Oración sobre las Ofrendas
Señor Dios nuestro:
A través del Bautismo hemos llegado a ser
el cuerpo místico de tu Hijo Jesucristo.
Danos en la comunión el alimento de su Cuerpo,
para que seamos para siempre
cuerpo vivo de su comunidad en el amor.
Ya que nos hemos convertido
en hermanos y hermanas de Cristo,
únenos y haznos un pueblo
cuyos miembros elijamos libremente
caminar juntos de la mano
por el camino de la justicia y el amor.
Te lo pedimos por el mismo Jesucristo nuestro Señor.

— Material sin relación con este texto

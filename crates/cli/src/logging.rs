//! Logging setup using `tracing` and `tracing-subscriber`.
//!
//! The engine reports through the `log` facade; the subscriber installed
//! here also captures those records, so one filter governs both.
//!
//! - `warn`: duplicate keys, blank keys, rule columns not found
//! - `info`: load and report progress
//! - `debug`: every field comparison (`-v`)
//! - `trace`: every skipped field (`-vv`)

use tracing::Level;
use tracing_subscriber::{fmt, layer::SubscriberExt, util::SubscriberInitExt, EnvFilter};

#[derive(Debug, Clone, Copy, PartialEq, Eq)]
pub struct LogConfig {
    pub level: Level,
    pub with_ansi: bool,
}

impl LogConfig {
    /// - `--quiet`: errors only
    /// - 0 (no `-v`): info level
    /// - 1 (`-v`): debug level
    /// - 2+ (`-vv`): trace level
    pub fn from_verbosity(verbosity: u8, quiet: bool) -> Self {
        let level = match (quiet, verbosity) {
            (true, _) => Level::ERROR,
            (false, 0) => Level::INFO,
            (false, 1) => Level::DEBUG,
            (false, _) => Level::TRACE,
        };
        Self {
            level,
            with_ansi: false,
        }
    }
}

/// Install the global subscriber, writing to stderr. A second call is a no-op.
pub fn init_logging(config: &LogConfig) {
    let layer = fmt::layer()
        .with_writer(std::io::stderr)
        .with_ansi(config.with_ansi)
        .with_target(false)
        .without_time();

    let _ = tracing_subscriber::registry()
        .with(build_env_filter(config.level))
        .with(layer)
        .try_init();
}

/// `RUST_LOG` wins over the verbosity flags.
fn build_env_filter(level: Level) -> EnvFilter {
    let level = level.as_str().to_lowercase();
    EnvFilter::try_from_default_env().unwrap_or_else(|_| {
        EnvFilter::new(format!(
            "warn,parcelrec={level},parcelrec_recon={level}"
        ))
    })
}
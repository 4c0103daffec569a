//! Dataset loading: CSV through the engine's reader, spreadsheets through
//! calamine (xlsx, xlsm, xls, xlsb, ods).

use std::fs::File;
use std::path::Path;

use calamine::{open_workbook_auto, Data, Reader, Sheets};
use chrono::{Duration, NaiveDate};

use parcelrec_recon::model::dedupe_headers;
use parcelrec_recon::{Dataset, ReconError, Value};

/// File kinds we know how to read, decided by extension.
#[derive(Debug, Clone, Copy, PartialEq, Eq)]
pub enum InputKind {
    Csv,
    Spreadsheet,
}

impl InputKind {
    pub fn from_path(path: &Path) -> Option<Self> {
        let ext = path.extension()?.to_str()?.to_ascii_lowercase();
        match ext.as_str() {
            "csv" | "txt" => Some(Self::Csv),
            "xlsx" | "xlsm" | "xls" | "xlsb" | "ods" => Some(Self::Spreadsheet),
            _ => None,
        }
    }
}

fn load_err(label: &str, message: impl Into<String>) -> ReconError {
    ReconError::Load {
        source: label.to_string(),
        message: message.into(),
    }
}

/// Load one source. `sheet` selects a worksheet (first sheet when `None`) and
/// is ignored for CSV.
pub fn load_dataset(label: &str, path: &Path, sheet: Option<&str>) -> Result<Dataset, ReconError> {
    let kind = InputKind::from_path(path).ok_or_else(|| {
        load_err(
            label,
            format!("unsupported file type: {} (expected csv, xlsx, xls, xlsb or ods)", path.display()),
        )
    })?;

    let dataset = match kind {
        InputKind::Csv => {
            let file = File::open(path)
                .map_err(|e| ReconError::Io(format!("cannot read {}: {e}", path.display())))?;
            Dataset::from_csv_reader(label, file)?
        }
        InputKind::Spreadsheet => load_workbook(label, path, sheet)?,
    };

    tracing::info!(
        "loaded {} records ({} columns) from {} as {label}",
        dataset.len(),
        dataset.fields.len(),
        path.display()
    );
    Ok(dataset)
}

fn load_workbook(label: &str, path: &Path, sheet: Option<&str>) -> Result<Dataset, ReconError> {
    if !path.exists() {
        return Err(ReconError::Io(format!("cannot read {}: file not found", path.display())));
    }

    let mut workbook: Sheets<_> = open_workbook_auto(path)
        .map_err(|e| load_err(label, format!("failed to open workbook: {e}")))?;

    let sheet_name = match sheet {
        Some(name) => name.to_string(),
        None => workbook
            .sheet_names()
            .first()
            .cloned()
            .ok_or_else(|| load_err(label, "workbook contains no sheets"))?,
    };

    let range = workbook
        .worksheet_range(&sheet_name)
        .map_err(|e| load_err(label, format!("failed to read sheet '{sheet_name}': {e}")))?;

    let mut rows = range.rows();
    let Some(header) = rows.next() else {
        return Ok(Dataset::new(label, Vec::new()));
    };
    let header_text: Vec<String> = header.iter().map(header_cell).collect();
    let mut dataset = Dataset::new(label, dedupe_headers(header_text.iter().map(String::as_str)));

    for row in rows {
        // Trailing formatted-but-empty rows are part of the used range
        if row.iter().all(|cell| matches!(cell, Data::Empty)) {
            continue;
        }
        let record = dataset
            .fields
            .iter()
            .zip(row.iter())
            .map(|(field, cell)| (field.clone(), cell_value(cell)))
            .collect();
        dataset.push(record);
    }

    Ok(dataset)
}

fn header_cell(cell: &Data) -> String {
    match cell {
        Data::Float(n) if n.fract() == 0.0 && n.abs() < 1e15 => format!("{}", *n as i64),
        other => other.to_string().trim().to_string(),
    }
}

/// Spreadsheet cell to engine value. Numbers stay numbers; dates become ISO
/// text so they read naturally in reports.
pub fn cell_value(cell: &Data) -> Value {
    match cell {
        Data::Empty => Value::Null,
        Data::String(s) => Value::from_cell(s),
        Data::Float(n) => Value::Number(*n),
        Data::Int(n) => Value::Number(*n as f64),
        Data::Bool(b) => Value::from(if *b { "TRUE" } else { "FALSE" }),
        Data::Error(e) => Value::Text(format!("#{e:?}")),
        Data::DateTime(dt) => Value::Text(excel_serial_to_text(dt.as_f64())),
        Data::DateTimeIso(s) | Data::DurationIso(s) => Value::from(s.as_str()),
    }
}

/// Render a 1900-system date serial as `YYYY-MM-DD`, with a time part when
/// the serial has one.
fn excel_serial_to_text(serial: f64) -> String {
    let Some(epoch) = NaiveDate::from_ymd_opt(1899, 12, 30).and_then(|d| d.and_hms_opt(0, 0, 0))
    else {
        return serial.to_string();
    };
    let millis = (serial * 86_400_000.0).round() as i64;
    match epoch.checked_add_signed(Duration::milliseconds(millis)) {
        Some(dt) if serial.fract() == 0.0 => dt.format("%Y-%m-%d").to_string(),
        Some(dt) => dt.format("%Y-%m-%d %H:%M:%S").to_string(),
        None => serial.to_string(),
    }
}
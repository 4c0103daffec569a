//! Debug side channel for a reconciliation run.
//!
//! The engine never prints. Everything a verbose run would want to show goes
//! through an [`EventSink`]; tests collect events with [`MemorySink`], the CLI
//! forwards them to the `log` facade with [`LogSink`].

use serde::Serialize;

use crate::model::{RecordKey, RuleKind, Side, Value};

#[derive(Debug, Clone, Copy, PartialEq, Eq, Serialize)]
#[serde(rename_all = "snake_case")]
pub enum SkipReason {
    BlankA,
    BlankB,
    /// Every B field of a sum rule was blank.
    AllBlank,
    Zero,
}

impl std::fmt::Display for SkipReason {
    fn fmt(&self, f: &mut std::fmt::Formatter<'_>) -> std::fmt::Result {
        match self {
            Self::BlankA => write!(f, "A value blank"),
            Self::BlankB => write!(f, "B value blank"),
            Self::AllBlank => write!(f, "all B values blank"),
            Self::Zero => write!(f, "zero value"),
        }
    }
}

#[derive(Debug, Clone, PartialEq, Serialize)]
#[serde(tag = "event", rename_all = "snake_case")]
pub enum ReconEvent {
    /// A key occurs more than once within one dataset.
    DuplicateKey {
        side: Side,
        key: RecordKey,
        count: usize,
    },
    /// A record has a blank key and cannot take part in the join.
    BlankKey { side: Side, row: usize },
    /// A rule references a column the dataset does not have; the rule is
    /// skipped for every record.
    FieldNotFound {
        side: Side,
        field: String,
        rule: RuleKind,
        rule_field: String,
    },
    FieldSkipped {
        key: RecordKey,
        field: String,
        reason: SkipReason,
    },
    FieldCompared {
        key: RecordKey,
        field: String,
        value_a: Value,
        value_b: Value,
        different: bool,
    },
}

pub trait EventSink {
    fn record(&mut self, event: ReconEvent);
}

/// Discards everything.
#[derive(Debug, Default)]
pub struct NullSink;

impl EventSink for NullSink {
    fn record(&mut self, _event: ReconEvent) {}
}

/// Keeps every event in order.
#[derive(Debug, Default)]
pub struct MemorySink {
    pub events: Vec<ReconEvent>,
}

impl MemorySink {
    pub fn new() -> Self {
        Self::default()
    }

    pub fn compared(&self) -> usize {
        self.events
            .iter()
            .filter(|e| matches!(e, ReconEvent::FieldCompared { .. }))
            .count()
    }
}

impl EventSink for MemorySink {
    fn record(&mut self, event: ReconEvent) {
        self.events.push(event);
    }
}

/// Forwards events to the `log` facade: data-quality findings at warn,
/// per-field decisions at debug/trace.
#[derive(Debug, Default)]
pub struct LogSink;

impl EventSink for LogSink {
    fn record(&mut self, event: ReconEvent) {
        match event {
            ReconEvent::DuplicateKey { side, key, count } => {
                log::warn!("source {side}: key {key:?} appears {count} times");
            }
            ReconEvent::BlankKey { side, row } => {
                log::warn!("source {side}: record {row} has a blank key, excluded from matching");
            }
            ReconEvent::FieldNotFound { side, field, rule, rule_field } => {
                log::warn!(
                    "source {side}: column '{field}' not found, skipping {rule} rule for '{rule_field}'"
                );
            }
            ReconEvent::FieldSkipped { key, field, reason } => {
                log::trace!("{key}: {field} skipped ({reason})");
            }
            ReconEvent::FieldCompared { key, field, value_a, value_b, different } => {
                log::debug!(
                    "{key}: {field} A={value_a:?} B={value_b:?} {}",
                    if different { "DIFFERENT" } else { "same" }
                );
            }
        }
    }
}
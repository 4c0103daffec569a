//! CLI Exit Code Registry
//!
//! This is the single source of truth for all CLI exit codes.
//! Exit codes are part of the shell contract; scripts rely on them.
//!
//! # Exit Code Ranges
//!
//! | Range   | Domain           | Description                              |
//! |---------|------------------|------------------------------------------|
//! | 0       | Universal        | Success, no discrepancies                |
//! | 1       | Universal        | Discrepancies found                      |
//! | 2       | Universal        | CLI usage error (bad args, missing file) |
//! | 6-9     | run              | Reconciliation setup and runtime codes   |
//!
//! # Adding New Exit Codes
//!
//! 1. Add the constant in the appropriate range
//! 2. Document what triggers it
//! 3. Update the table above
//! 4. Wire it into `recon_exit_code` or the relevant command

use parcelrec_recon::ReconError;

// =============================================================================
// Universal (0-2)
// =============================================================================

/// Success - both sources agree on every compared field.
pub const EXIT_SUCCESS: u8 = 0;

/// Records missing on a side or field mismatches were found.
/// Like `diff(1)`, exit 1 means "sources differ."
pub const EXIT_DISCREPANCIES: u8 = 1;

/// Usage error - bad arguments, missing required options.
pub const EXIT_USAGE: u8 = 2;

// =============================================================================
// Run (6-9)
// =============================================================================

/// Config could not be parsed or validated, or a key column is missing.
pub const EXIT_INVALID_CONFIG: u8 = 6;

/// Input could not be read or loaded, or reports could not be written.
pub const EXIT_RUNTIME: u8 = 7;

/// Map an engine error to its exit code.
pub fn recon_exit_code(err: &ReconError) -> u8 {
    if err.is_config_error() {
        EXIT_INVALID_CONFIG
    } else {
        EXIT_RUNTIME
    }
}
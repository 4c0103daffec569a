//! Hyperlinks for report cells: key URLs from a `{key}` template, and
//! address search URLs built from street/city/state/zip.

use regex::Regex;

use parcelrec_recon::config::ReportConfig;

pub struct LinkBuilder {
    key_template: Option<String>,
    address_base: String,
    unit_suffix: Regex,
    punctuation: Regex,
    whitespace: Regex,
}

impl LinkBuilder {
    pub fn new(report: &ReportConfig) -> Result<Self, String> {
        let compile = |pattern: &str| {
            Regex::new(pattern).map_err(|e| format!("invalid link pattern {pattern:?}: {e}"))
        };
        Ok(Self {
            key_template: report.key_url.clone(),
            address_base: report.address_url_base.clone(),
            unit_suffix: compile(r"(?i)\s+(Apt|Unit|#|Suite)\s*[\w-]*$")?,
            punctuation: compile(r"[^\w\s-]")?,
            whitespace: compile(r"\s+")?,
        })
    }

    /// `None` when no `key_url` template is configured.
    pub fn key_url(&self, key: &str) -> Option<String> {
        self.key_template
            .as_ref()
            .map(|template| template.replace("{key}", key.trim()))
    }

    /// Search URL for an address, e.g.
    /// `https://www.zillow.com/homes/44-Elm-Ave-Kettering-OH-45429_rb/`.
    /// Unit designators are dropped and ZIP+4 is cut to five digits.
    /// `None` when street, city or zip is blank.
    pub fn address_url(
        &self,
        street: &str,
        city: &str,
        state: Option<&str>,
        zip: &str,
    ) -> Option<String> {
        let (street, city, zip) = (street.trim(), city.trim(), zip.trim());
        if street.is_empty() || city.is_empty() || zip.is_empty() {
            return None;
        }

        let street = self.unit_suffix.replace(street, "");
        let street = self.slug(&street);
        let city = self.slug(city);
        let zip = zip.split('-').next().unwrap_or(zip).trim();

        let mut parts = vec![street, city];
        if let Some(state) = state.map(str::trim).filter(|s| !s.is_empty()) {
            parts.push(self.slug(state));
        }
        parts.push(zip.to_string());

        Some(format!("{}{}_rb/", self.address_base, parts.join("-")))
    }

    fn slug(&self, text: &str) -> String {
        let cleaned = self.punctuation.replace_all(text.trim(), "");
        self.whitespace.replace_all(cleaned.trim(), "-").into_owned()
    }
}
use std::process::Command;

fn main() {
    // Commit hash and target triple for `parcelrec --version`
    println!("cargo:rerun-if-changed=../../.git/HEAD");

    let git_hash = Command::new("git")
        .args(["rev-parse", "--short=7", "HEAD"])
        .output()
        .ok()
        .filter(|output| output.status.success())
        .and_then(|output| String::from_utf8(output.stdout).ok())
        .map(|s| s.trim().to_string())
        .unwrap_or_else(|| "unknown".to_string());
    println!("cargo:rustc-env=GIT_COMMIT_HASH={git_hash}");

    let target = std::env::var("TARGET").unwrap_or_else(|_| "unknown".to_string());
    println!("cargo:rustc-env=TARGET={target}");
}
// parcelrec CLI - reconcile listing exports against assessment records

mod exit_codes;
mod links;
mod load;
mod logging;
mod recon;
mod report;

use std::path::PathBuf;
use std::process::ExitCode;

use clap::{ArgAction, Parser, Subcommand};

use exit_codes::EXIT_SUCCESS;
use logging::{init_logging, LogConfig};
use recon::RunOptions;
use report::OutputFormat;

#[derive(Parser)]
#[command(name = "parcelrec")]
#[command(about = "Reconcile property listing data against county assessment records")]
#[command(long_version = long_version())]
#[command(version)]
struct Cli {
    #[command(subcommand)]
    command: Commands,

    /// Increase log verbosity (-v debug, -vv trace)
    #[arg(short, long, action = ArgAction::Count, global = true)]
    verbose: u8,

    /// Only print errors
    #[arg(short, long, global = true)]
    quiet: bool,
}

#[derive(Subcommand)]
enum Commands {
    /// Run a reconciliation from a TOML config file
    #[command(after_help = "\
Examples:
  parcelrec run mls-cama.recon.toml
  parcelrec run mls-cama.recon.toml --format csv --out-dir reports/
  parcelrec run mls-cama.recon.toml --json > result.json
  parcelrec run mls-cama.recon.toml --source-a march-listings.xlsx

Exit codes:
  0  sources agree
  1  discrepancies found (reports written)
  2  usage error
  6  invalid config or missing key column
  7  input could not be read or reports could not be written")]
    Run {
        /// Path to the .recon.toml config file
        config: PathBuf,

        /// Report file format
        #[arg(long, short = 'f', value_enum, default_value_t = OutputFormat::Xlsx)]
        format: OutputFormat,

        /// Directory for report files
        #[arg(long, default_value = ".")]
        out_dir: PathBuf,

        /// Print the full result as JSON to stdout
        #[arg(long)]
        json: bool,

        /// Write the full JSON result to a file
        #[arg(long)]
        output: Option<PathBuf>,

        /// Listing-side input, overriding `sources.a.file`
        #[arg(long, env = "PARCELREC_SOURCE_A")]
        source_a: Option<PathBuf>,

        /// Assessment-side input, overriding `sources.b.file`
        #[arg(long, env = "PARCELREC_SOURCE_B")]
        source_b: Option<PathBuf>,
    },

    /// Validate a recon config without loading any data
    #[command(after_help = "\
Examples:
  parcelrec validate mls-cama.recon.toml")]
    Validate {
        /// Path to the .recon.toml config file
        config: PathBuf,
    },
}

fn long_version() -> &'static str {
    concat!(
        env!("CARGO_PKG_VERSION"),
        " (", env!("GIT_COMMIT_HASH"), ")",
        "\nengine:  parcelrec-recon ", env!("CARGO_PKG_VERSION"),
        "\ntarget:  ", env!("TARGET"),
    )
}

fn main() -> ExitCode {
    let cli = Cli::parse();

    init_logging(&LogConfig::from_verbosity(cli.verbose, cli.quiet));

    let result = match cli.command {
        Commands::Run {
            config,
            format,
            out_dir,
            json,
            output,
            source_a,
            source_b,
        } => recon::cmd_run(RunOptions {
            config,
            format,
            out_dir,
            json,
            output,
            source_a,
            source_b,
            quiet: cli.quiet,
        }),
        Commands::Validate { config } => recon::cmd_validate(config),
    };

    match result {
        Ok(()) => ExitCode::from(EXIT_SUCCESS),
        Err(CliError { code, message, hint }) => {
            if !message.is_empty() {
                eprintln!("error: {}", message);
            }
            if let Some(hint) = hint {
                eprintln!("hint:  {}", hint);
            }
            ExitCode::from(code)
        }
    }
}

pub struct CliError {
    pub code: u8,
    pub message: String,
    pub hint: Option<String>,
}

impl CliError {
    pub fn with_hint(mut self, hint: impl Into<String>) -> Self {
        self.hint = Some(hint.into());
        self
    }
}
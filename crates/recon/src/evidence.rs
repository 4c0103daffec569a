use std::collections::{HashMap, HashSet};

use crate::model::{ComparisonTables, Dataset, FieldCount, ReconSummary, Side};

/// Compute summary statistics from the report tables.
pub fn compute_summary(a: &Dataset, b: &Dataset, tables: &ComparisonTables) -> ReconSummary {
    let mismatched_records = tables
        .mismatches
        .iter()
        .map(|row| &row.discrepancy.key)
        .collect::<HashSet<_>>()
        .len();

    let mut by_field: HashMap<&str, usize> = HashMap::new();
    for row in &tables.mismatches {
        *by_field.entry(row.discrepancy.field_a.as_str()).or_insert(0) += 1;
    }
    let mut mismatches_by_field: Vec<FieldCount> = by_field
        .into_iter()
        .map(|(field, count)| FieldCount {
            field: field.to_string(),
            count,
        })
        .collect();
    mismatches_by_field.sort_by(|x, y| y.count.cmp(&x.count).then_with(|| x.field.cmp(&y.field)));

    let duplicates_on = |side: Side| tables.duplicates.iter().filter(|d| d.side == side).count();

    ReconSummary {
        records_a: a.len(),
        records_b: b.len(),
        duplicate_keys_a: duplicates_on(Side::A),
        duplicate_keys_b: duplicates_on(Side::B),
        blank_keys_a: tables.blank_keys_a,
        blank_keys_b: tables.blank_keys_b,
        matched_pairs: tables.mismatched_pairs + tables.perfect_matches.len() + tables.skipped.len(),
        missing_in_b: tables.missing_in_b.len(),
        missing_in_a: tables.missing_in_a.len(),
        mismatched_records,
        mismatch_rows: tables.mismatches.len(),
        perfect_matches: tables.perfect_matches.len(),
        skipped: tables.skipped.len(),
        mismatches_by_field,
    }
}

Oración después de la Comunión
Te damos gracias, Señor Dios nuestro,
por salvarnos y hacernos tu pueblo.
Continúa recordándonos
que tú no eres un espectador indiferente
–cuando desarrollamos esta tierra nuestra
y tomamos en las manos nuestro destino;
cuando crecemos en fraternidad
y trabajamos en serio por la paz–
sino que tú estás aquí, activo junto a nosotros,
inspirándonos y ayudándonos con tu mano bondadosa
a llevar a buen término todo eso tan bello,
por medio de Jesucristo nuestro Señor.

Bendición
Hermanos: Somos uno. Somos el cuerpo místico de Cristo. Pero ¿en qué medida estamos unidos realmente? Que el Espíritu de Dios nos una cada vez más profundamente. Y que la bendición de Dios todopoderoso, Padre, Hijo y Espíritu Santo, descienda sobre ustedes y permanezca para siempre.